J’ai poussé plus loin au sud, en lisière du cimetière sud. Quand je quitte la place Sayyida-Nafissa, tout est silence. Je longe un quartier qui, sur la carte, s’appelle Masakin Zeinhum. Le bric et broc des ‘ashwaiyyat s’y transforme en décrépitude urbaine : des barres grises qui immédiatement évoquent l’État. La misère ici cesse d’être active : les pauvres sont assis. De cette position ils me regardent, et ces yeux sont des miroirs plantés en moi.

J’entame une descente vers Sayyida- Zeinab. Sur ma route, un monstre : un cube de béton énorme et tonitruant, protégé par tout un tas de fourgons-prisons. C’est le tribunal du district Sud du Caire. Voici la justice, la vraie, celle qui mange les pauvres – les mastique, les ingurgite, les chie.

Samedi

Khan-al-Khalil : le Caire touristique

Je suis au nord, près de la mosquée Al-Hakim, au pied des remparts. La zone à babioles s’est effilochée doucement et la guerre pour l’espace bat son plein. Les boutiquiers s’affairent pour vendre des marchandises aux touristes. De jeunes prolétaires font vrombir leurs deux-roues – ils sont déférents et agressifs ; parfois ils font montre d’une sonore religiosité. Les touristes traînent et attendent qu’on s’occupe d’eux. Ils sont égyptiens, golfiens, turcs, indonésiens : musulmans, ils ne me renvoient nul reflet… c’est confortable. Les agents de la sécurité semblent vivre une relation importante avec leurs matraques molles. Certains les trimballent par brassées entières ; d’autres, alanguis sur des barrières, triturent leur bidule. On distribue l’objet et on fait connaissance avec lui : sans doute la matraque molle est-elle une nouveauté dans l’équipement.

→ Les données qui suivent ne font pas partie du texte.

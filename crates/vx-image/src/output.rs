//! Output channels.
//!
//! A channel pairs one [`Statistic`] with one output volume. For every
//! position it projects the fitted results onto a scalar and writes it at
//! that same position; the driving loop owns the traversal.

use std::path::{Path, PathBuf};

use serde::{Deserialize, Serialize};
use vx_core::{OutputVolume, Position, Result};
use vx_inference::{OneSampleResults, Which};

/// Bound applied to reported t-statistics.
pub const T_MAX: f64 = 100.0;
/// Lower bound applied to reported t-statistics.
pub const T_MIN: f64 = -100.0;

/// A scalar field of [`OneSampleResults`].
#[derive(Debug, Clone, Copy, PartialEq, Eq, Hash, Serialize, Deserialize)]
#[serde(rename_all = "lowercase")]
pub enum Statistic {
    /// `mean.t`, clipped to [`T_MIN`, `T_MAX`].
    T,
    /// `mean.sd`.
    Sd,
    /// `mean.mu`.
    Mean,
    /// `varatio.varatio`.
    Varatio,
    /// `varatio.varfix`.
    Varfix,
}

impl Statistic {
    /// Output file stem.
    pub fn name(self) -> &'static str {
        match self {
            Statistic::T => "t",
            Statistic::Sd => "sd",
            Statistic::Mean => "effect",
            Statistic::Varatio => "varatio",
            Statistic::Varfix => "varfix",
        }
    }

    /// Model component the statistic belongs to.
    pub fn which(self) -> Which {
        match self {
            Statistic::T | Statistic::Sd | Statistic::Mean => Which::Mean,
            Statistic::Varatio | Statistic::Varfix => Which::Varatio,
        }
    }

    /// Project `results` onto this statistic.
    ///
    /// A variance-ratio statistic on results fitted without the variance
    /// model reads as NaN.
    pub fn extract(self, results: &OneSampleResults) -> f64 {
        match self {
            Statistic::T => results.mean.t.clamp(T_MIN, T_MAX),
            Statistic::Sd => results.mean.sd,
            Statistic::Mean => results.mean.mu,
            Statistic::Varatio => results.varatio.map_or(f64::NAN, |v| v.varatio),
            Statistic::Varfix => results.varatio.map_or(f64::NAN, |v| v.varfix),
        }
    }

    /// Output path `<dir>/<prefix><name><ext>`.
    pub fn output_path(self, dir: &Path, prefix: &str, ext: &str) -> PathBuf {
        dir.join(format!("{prefix}{}{ext}", self.name()))
    }
}

/// One statistic streamed into one output volume.
#[derive(Debug)]
pub struct OutputChannel<V> {
    statistic: Statistic,
    volume: V,
    written: usize,
}

impl<V: OutputVolume> OutputChannel<V> {
    /// Bind `statistic` to `volume`.
    pub fn new(statistic: Statistic, volume: V) -> Self {
        Self { statistic, volume, written: 0 }
    }

    /// Statistic this channel writes.
    pub fn statistic(&self) -> Statistic {
        self.statistic
    }

    /// Positions written so far.
    pub fn written(&self) -> usize {
        self.written
    }

    /// Extract this channel's statistic and write it at `position`.
    pub fn next(&mut self, position: Position, results: &OneSampleResults) -> Result<()> {
        self.volume.write_at(position, self.statistic.extract(results))?;
        self.written += 1;
        Ok(())
    }

    /// Finalize the volume and hand it back.
    pub fn close(mut self) -> Result<V> {
        self.volume.finish()?;
        tracing::debug!(statistic = self.statistic.name(), written = self.written, "channel closed");
        Ok(self.volume)
    }
}

#[cfg(test)]
mod tests {
    use super::*;
    use crate::volume::Volume;
    use vx_core::Grid;
    use vx_inference::{MeanStats, VarianceRatioStats};

    fn results(t: f64) -> OneSampleResults {
        OneSampleResults {
            mean: MeanStats { mu: 2.0, sd: 1.5, t, scale: 1.5, n: 3 },
            varatio: Some(VarianceRatioStats { varatio: 0.7, varfix: 0.2, converged: true, n_iter: 4 }),
        }
    }

    #[test]
    fn extract_projects_fields() {
        let r = results(3.0);
        assert_eq!(Statistic::T.extract(&r), 3.0);
        assert_eq!(Statistic::Sd.extract(&r), 1.5);
        assert_eq!(Statistic::Mean.extract(&r), 2.0);
        assert_eq!(Statistic::Varatio.extract(&r), 0.7);
        assert_eq!(Statistic::Varfix.extract(&r), 0.2);
    }

    #[test]
    fn t_is_clipped() {
        assert_eq!(Statistic::T.extract(&results(1e6)), T_MAX);
        assert_eq!(Statistic::T.extract(&results(-250.0)), T_MIN);
        assert_eq!(Statistic::T.extract(&results(f64::INFINITY)), 100.0);
        assert_eq!(Statistic::T.extract(&results(-100.0)), -100.0);
        assert!(Statistic::T.extract(&results(f64::NAN)).is_nan());
    }

    #[test]
    fn varatio_fields_without_variance_model() {
        let mut r = results(1.0);
        r.varatio = None;
        assert!(Statistic::Varatio.extract(&r).is_nan());
        assert!(Statistic::Varfix.extract(&r).is_nan());
    }

    #[test]
    fn names_and_paths() {
        assert_eq!(Statistic::Mean.name(), "effect");
        assert_eq!(Statistic::Varfix.which(), Which::Varatio);
        let p = Statistic::T.output_path(Path::new("out"), "grp_", ".img");
        assert_eq!(p, Path::new("out").join("grp_t.img"));
    }

    #[test]
    fn channel_writes_at_given_position() {
        let grid = Grid::new(vec![3]).unwrap();
        let mut ch = OutputChannel::new(Statistic::Sd, Volume::empty(grid.clone()));
        for p in grid.positions() {
            let mut r = results(0.0);
            r.mean.sd = p.index() as f64;
            ch.next(p, &r).unwrap();
        }
        assert_eq!(ch.written(), 3);
        assert_eq!(ch.statistic(), Statistic::Sd);
        assert_eq!(ch.close().unwrap().data(), &[0.0, 1.0, 2.0]);
    }
}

Un oiseau a chié sur mon épaule. Je vais devoir retourner à l’hôtel pour me changer. Je n’en bougerai plus aujourd’hui.

Dimanche

Un chauffeur de taxi m’a informé que le quartier où le vieux Magdi m’a offert un jus de goyave est voué à une destruction prochaine. Évoquant le destin futur des expulsés, il m’a dit : « L’Égypte est grande. » À ce moment, je n’ai su comment interpréter son regard. Je suis à l’affût des frémissements de la haine – j’aimerais imaginer un face-à-face secret entre l’État et les ‘ashwaiyyat. Entre le 25 et le 28 janvier 2011, la police a, dans ces quartiers, été attaquée partout. Les bulldozers sont-ils l’instrument d’une vengeance ? Je me raisonne : le capital court devant le temps, pas derrière. Le BTP, c’est les capitalistes militaires. Ils contractent avec l’État, ils ravagent, ils se mettent le pognon dans les poches. Soixante pour cent du bâti au Caire n’est pas déclaré – on peut détruire sans problème.

Le soir, quand je regagne le centre-ville en remontant la rue Talaat-Harb, la ville me semble sombre et vide. Je presse le pas. Je me remémore des slogans. « Thawra, thawra hatta an-nasr » – Révolution, révolution jusqu’à la victoire ; « Yaskut, yaskut hakmat al-‘askar » – Que tombe, que tombe le gouvernement militaire.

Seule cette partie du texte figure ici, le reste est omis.